El Hospital General de Culiacán, que ofrece servicios de alta especialidad, tiene otra ventaja, pues cuenta con un laboratorio de histocompatibilidad, único en la región noroeste del país, en el que el equipo a cargo del químico farmacobiólogo Martín Ramírez realiza las pruebas indispensables para determinar si las donaciones y las cirugías son funcionales, es decir, si donador y receptor son compatibles.
El experto comentó que cuentan con la tecnología más avanzada para realizar las pruebas de reacción en cadena de la polimerasa (PCR) con la máxima precisión.
Actualmente, el hospital tiene registro de 150 pacientes en tratamiento de hemodiálisis, de los cuales 18 ingresaron al programa de trasplantes y ya cuentan con los estudios correspondientes. Cuando aparezcan los donadores, los especialistas podrán determinar en un lapso de seis a ocho horas si son compatibles con alguno de los pacientes para llevar a cabo la intervención.
Ramírez también comentó que ya han realizado tres pruebas de histocompatibilidad en pacientes del IMSS y existe el proyecto de que en este laboratorio se concentren los estudios de esa región del país. Es parte del intercambio de servicios entre las instituciones de salud que se planea a nivel nacional como parte de lo que será el Servicio Universal de Salud.
Sobre los trasplantes, la coordinadora del área, Mariana Ahumada, comentó que, una vez reiniciado el programa, tienen el objetivo de realizar al menos 12 trasplantes renales en 2026 e iniciar los de hígado y corazón. Esto es posible gracias al equipo de ocho cirujanos trasplantólogos con que cuenta el nosocomio. Lo que falta es aumentar la donación cadavérica de órganos, declaró.
Los servicios de salud en la entidad
A poco más de dos años de que inició la transferencia de los servicios estatales de salud a IMSS-Bienestar, aún quedan asuntos pendientes, entre ellos la digitalización y el expediente clínico electrónico. La información de los pacientes todavía se lleva en carpetas de papel y la tecnología existente pertenece a la Secretaría de Salud del estado, explicó Julio César Quintero Ledezma, coordinador de IMSS-Bienestar en la entidad.
Aseguró que ya inició el proceso para contar con una plataforma propia, la cual deberá estar lista a finales de este año e incluirá el sistema para el abasto de medicamentos. Eso facilitará a los médicos la elaboración de recetas.
Aceptó que no ha sido posible que se apeguen al catálogo de insumos autorizado para cada nivel de atención.
Antes, el catálogo de medicamentos era muy amplio, pero ineficiente, porque se agregaban productos de manera inercial y, en esta nueva etapa, se ha detectado que algunos galenos recetan medicamentos por su marca comercial, cuando el catálogo institucional se rige por el nombre genérico de la sustancia activa.

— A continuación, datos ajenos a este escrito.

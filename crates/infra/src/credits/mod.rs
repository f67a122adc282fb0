//! Credit ledger adapters.
//!
//! The decision rules live in `brandkit-credits`; this module applies them
//! inside an atomic boundary (one mutex in memory, one stored procedure with a
//! row lock in Postgres).

pub mod ledger;
pub mod postgres;

pub use ledger::{CreditLedger, CreditTransaction, InMemoryCreditLedger, LedgerError, TransactionKind};
pub use postgres::PostgresCreditLedger;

Por eso, si surgen noticias sobre un presunto desabasto de medicamentos, con frecuencia se debe a esta razón, sostuvo Quintero.
IMSS-Bienestar en Sinaloa cuenta con 212 centros de salud; 36 unidades de especialidades médicas, en las que se atienden enfermedades crónicas y de salud mental, y 48 unidades móviles que llegan a la zona serrana.
También dispone de 24 hospitales generales, uno de dermatología y uno siquiátrico, además del hospital general, que es de alta especialidad.